Innovation is a tricky, vital component for every firm, and the world’s largest real estate portals are no exception. I thought a lot about innovation during my four-year tenure as head of strategy at New Zealand’s leading property portal, Trade Me.

  • Innovation keeps global property portals humming, but the way firms practice innovation differs.
  • Execution is the critical factor of innovation, not dreaming big.
  • Invest in innovation to see results.

Innovation is a tricky, vital component for every firm, and the world’s largest real estate portals are no exception.

I thought a lot about innovation during my four-year tenure as head of strategy at New Zealand’s leading property portal, Trade Me. Much of my time centered on identifying and growing new ventures.

When I joined the business in 2012, it had about 300 employees. I used to say there were 299 people focused on growing the existing business and one (me) focused on growing new lines of business.

That was a big portion of my attraction to Trade Me and the role in the first place. I was intrigued by the idea of running a “conveyor belt of growth,” as the job description stated. I quickly learned that innovation at a large, publicly-traded business is vital, for reasons I didn’t fully realize until years later.

Why is innovation important?

Many assume, of course, that innovation is important at a big corporate entity — but they rarely ask why.

The answer, in my eyes, boils down to relevance. The world moves lightning-fast; if you stand still too long, you die.

Innovation isn’t a luxury; it’s standard operating procedure for any business.

But you can’t simply go to your teams, announce your intent to innovate and rejoice when the magic begins. You need to focus your efforts in the right areas, where you have a strong competitive advantage or existing network effects.

In other words, areas that will naturally multiply your efforts.

For example, at Trade Me we knew when people were looking for new homes or browsing for vehicles. That was our competitive advantage. So we acquired an insurance-comparison business and launched a new insurance brand.

Innovation vs. execution

Execution is a critical component of effective innovation, a fact easily overlooked. Ideas are a dime a dozen; execution animates innovation but it’s where most companies fall down.

In a big company, new ideas come from all sources like water out of a firehose: customers, employees, market scans, books, board directors. Everyone has ideas, and they’re rarely unique.

Execution is the critical component of successful innovation. It breeds winners. Mismanaged ideas mire leaders with deadly false hopes. Those who execute on a new idea best, succeed. It’s simple: if you want to improve innovation, focus on execution (more on this later).

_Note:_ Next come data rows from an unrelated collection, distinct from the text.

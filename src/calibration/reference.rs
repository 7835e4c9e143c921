//! Calibrated reference colors
//!
//! Holds exactly one color per cube color. Entries can be replaced through
//! calibration, but the set of names is fixed.
//!
//! No separation check is made between entries. Calibrating two faces to
//! nearly identical colors is allowed and will degrade classification.

use log::{debug, warn};

use crate::color::CubeColor;
use crate::config::PaletteEntries;
use crate::constants::defaults;
use crate::{Color, Result, ScanError};

/// Reference colors, one per cube color, in classification order
#[derive(Debug, Clone, PartialEq, Eq)]
pub struct ReferencePalette {
    colors: [Color; 6],
}

impl Default for ReferencePalette {
    fn default() -> Self {
        Self {
            colors: defaults::REFERENCE_PALETTE,
        }
    }
}

impl ReferencePalette {
    /// Build the palette from an optional configured mapping
    ///
    /// Uses the configured mapping when it is well formed, otherwise falls back
    /// to the built-in defaults.
    pub fn initialize(configured: Option<&PaletteEntries>) -> Self {
        match configured {
            None => Self::default(),
            Some(entries) => Self::from_entries(entries).unwrap_or_else(|e| {
                warn!("configured cube palette rejected, using defaults: {}", e);
                Self::default()
            }),
        }
    }

    /// Build the palette from a complete mapping of names to channel triples
    ///
    /// # Errors
    ///
    /// Returns `ScanError` if:
    /// - A name is not one of the six cube colors
    /// - A value is not a valid channel triple
    /// - Any of the six cube colors is missing
    pub fn from_entries(entries: &PaletteEntries) -> Result<Self> {
        let mut colors: [Option<Color>; 6] = [None; 6];
        for (name, values) in entries {
            let cube_color: CubeColor = name.parse()?;
            colors[cube_color.index()] = Some(Color::from_channels(name, values)?);
        }

        let mut palette = Self::default();
        for cube_color in CubeColor::ALL {
            palette.colors[cube_color.index()] =
                colors[cube_color.index()].ok_or_else(|| ScanError::Config {
                    message: format!("cube palette has no entry for {}", cube_color),
                    source: None,
                })?;
        }
        Ok(palette)
    }

    /// Reference color for a cube color
    pub fn get(&self, color: CubeColor) -> Color {
        self.colors[color.index()]
    }

    /// Entries in classification order
    pub fn iter(&self) -> impl Iterator<Item = (CubeColor, Color)> + '_ {
        CubeColor::ALL.into_iter().map(move |c| (c, self.get(c)))
    }

    /// Overwrite reference colors
    ///
    /// Colors not named in `updates` are left untouched.
    pub fn calibrate<I>(&mut self, updates: I)
    where
        I: IntoIterator<Item = (CubeColor, Color)>,
    {
        for (cube_color, color) in updates {
            debug!(
                "calibrated {}: {} -> {}",
                cube_color,
                self.colors[cube_color.index()],
                color
            );
            self.colors[cube_color.index()] = color;
        }
    }

    /// Overwrite reference colors from unvalidated name/value pairs
    ///
    /// Every entry is validated before any is written, so a rejected update
    /// leaves the palette unchanged.
    ///
    /// # Errors
    ///
    /// Returns `ScanError` if a name is not a cube color or a value is not a
    /// valid channel triple.
    pub fn calibrate_entries(&mut self, updates: &PaletteEntries) -> Result<()> {
        let validated = updates
            .iter()
            .map(|(name, values)| -> Result<(CubeColor, Color)> {
                Ok((name.parse()?, Color::from_channels(name, values)?))
            })
            .collect::<Result<Vec<_>>>()?;
        self.calibrate(validated);
        Ok(())
    }

    /// The palette as a configuration mapping
    pub fn to_entries(&self) -> PaletteEntries {
        self.iter()
            .map(|(cube_color, color)| {
                let values = color.channels().iter().map(|&c| i64::from(c)).collect();
                (cube_color.name().to_string(), values)
            })
            .collect()
    }
}
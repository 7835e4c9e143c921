//! Exact reference lookup for re-rendering classified stickers
//!
//! Used for colors that were already classified and recorded verbatim. Unlike
//! [`PerceptualColorMatcher`](super::PerceptualColorMatcher), a near miss is
//! not a match.

use crate::calibration::{DisplayPalette, ReferencePalette};
use crate::color::CubeColor;
use crate::constants::COLOR_PLACEHOLDER;
use crate::Color;

/// Byte-for-byte lookup of a sample in the reference palette
#[derive(Debug, Clone, Copy, Default)]
pub struct ExactColorLookup;

impl ExactColorLookup {
    /// First cube color, in classification order, whose reference equals `sample`
    pub fn find(sample: Color, palette: &ReferencePalette) -> Option<CubeColor> {
        palette
            .iter()
            .find(|&(_, reference)| reference == sample)
            .map(|(name, _)| name)
    }

    /// Display color for an exactly matching reference, or the placeholder
    pub fn exact_match(
        sample: Color,
        palette: &ReferencePalette,
        display: &DisplayPalette,
    ) -> Color {
        Self::find(sample, palette)
            .map(|name| display.get(name))
            .unwrap_or(COLOR_PLACEHOLDER)
    }
}
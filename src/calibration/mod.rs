//! Reference and display palettes
//!
//! The reference palette holds the colors samples are classified against and
//! is the only state calibration writes to. The display palette is fixed and
//! only used to render classified stickers.

pub mod display;
pub mod reference;

pub use display::DisplayPalette;
pub use reference::ReferencePalette;
//! Canonical cube color names

use std::fmt;
use std::str::FromStr;

use serde::{Deserialize, Serialize};

use crate::{Result, ScanError};

/// One of the six sticker colors of a standard cube
///
/// The declaration order is the classification order: when two reference
/// colors are equally close to a sample, the one listed first wins.
#[derive(Debug, Clone, Copy, PartialEq, Eq, Hash, PartialOrd, Ord, Serialize, Deserialize)]
#[serde(rename_all = "lowercase")]
pub enum CubeColor {
    Red,
    Orange,
    Blue,
    Green,
    White,
    Yellow,
}

impl CubeColor {
    /// All six colors in classification order
    pub const ALL: [CubeColor; 6] = [
        CubeColor::Red,
        CubeColor::Orange,
        CubeColor::Blue,
        CubeColor::Green,
        CubeColor::White,
        CubeColor::Yellow,
    ];

    /// Position in [`CubeColor::ALL`]
    pub fn index(self) -> usize {
        self as usize
    }

    /// Lowercase name as used in configuration files
    pub fn name(self) -> &'static str {
        match self {
            CubeColor::Red => "red",
            CubeColor::Orange => "orange",
            CubeColor::Blue => "blue",
            CubeColor::Green => "green",
            CubeColor::White => "white",
            CubeColor::Yellow => "yellow",
        }
    }
}

impl fmt::Display for CubeColor {
    fn fmt(&self, f: &mut fmt::Formatter<'_>) -> fmt::Result {
        f.write_str(self.name())
    }
}

impl FromStr for CubeColor {
    type Err = ScanError;

    fn from_str(s: &str) -> Result<Self> {
        CubeColor::ALL
            .into_iter()
            .find(|c| c.name() == s)
            .ok_or_else(|| ScanError::UnknownColorName {
                name: s.to_string(),
            })
    }
}
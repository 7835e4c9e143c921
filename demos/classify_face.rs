//! Classify a synthetic face and optionally persist a calibration
//!
//! Usage: cargo run --example classify_face -- [config.json]

use cube_colors::{Color, ColorDetector, CubeColor, Region, ScanConfig};
use std::{env, path::Path, process};

fn sticker(color: Color) -> Region {
    vec![vec![color; 8]; 8]
}

fn main() {
    let args: Vec<String> = env::args().collect();
    let config_path = args.get(1).map(Path::new);

    let mut config = match config_path {
        Some(path) if path.exists() => match ScanConfig::from_json_file(path) {
            Ok(config) => config,
            Err(e) => {
                eprintln!("Error loading config: {}", e);
                process::exit(1);
            }
        },
        _ => ScanConfig::default(),
    };

    let mut detector = ColorDetector::new(&config);

    // A green-centered face under slightly warm light
    let mut regions = vec![sticker(Color::new(30, 200, 60)); 9];
    regions[0] = sticker(Color::new(20, 80, 220));
    regions[2] = sticker(Color::new(210, 210, 215));
    regions[8] = sticker(Color::new(10, 220, 230));

    match detector.classify_face(&regions) {
        Ok(letters) => {
            let face: String = letters.iter().map(|l| l.as_char()).collect();
            println!("Face: {}", face);
        }
        Err(e) => {
            eprintln!("Error: {}", e);
            process::exit(1);
        }
    }

    // Calibrate orange from the top-left sticker and show the effect
    let warm_orange = Color::new(20, 80, 220);
    println!("Before calibration: {}", detector.closest(warm_orange).name());
    detector.calibrate_region(CubeColor::Orange, &regions[0]);
    println!("After calibration:  {}", detector.closest(warm_orange).name());

    if let Some(path) = config_path {
        config.store_palette(detector.reference_palette());
        if let Err(e) = config.to_json_file(path) {
            eprintln!("Error saving config: {}", e);
            process::exit(1);
        }
        eprintln!("Calibration saved to {}", path.display());
    }
}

The differing models of innovation

Large firms can tackle innovation in a number of ways. Below isn’t an exhaustive list, but this is how we thought about and considered innovation at Trade Me:

  • Run an internal skunkworks team. This is the sexiest option. Who doesn’t love the idea of a small, elite group of contributors in a dimly lit side office working on the next big thing?
    On the plus side, you have dedicated resources working on new, new, new all the time. On the downside — it’s very easy to fly off the rails without proper oversight.
  • Corporate venturing. This was the strategy at Trade Me while I was there. We regularly scanned the market and made opportunistic investments and acquisitions in interesting businesses.
    Once we made an investment, we worked with the firm’s leaders to supercharge their company. Our big goal: make 1+1 equal 3. (Big not-so-secret secret: This doesn’t always work out.)
  • Work with local innovation aggregators. Find your local incubator or accelerator programs, scout for new opportunities and help promising startups. This can be a great place to find talented people and nurture promising ideas.
    This tactic marks a much earlier stage than corporate venturing and requires patience.
  • Internal hackathons. Shut your entire company down for a number of days and get everyone working on prototyping new ideas.
    At Trade Me, we held 24-hour hackathons twice a year. It’s a great way to get ideas flowing and increase motivation and excitement, but the outcomes are usually smaller and more incremental and can suffer without proper follow-up.
  • Nothing. Just acquire businesses or potential competitors when they get big enough. Let the market do the hard work for you by vetting new ideas, teams and execution.
    You’ll pay a higher price for the business, but with the higher price comes a higher certainty of success.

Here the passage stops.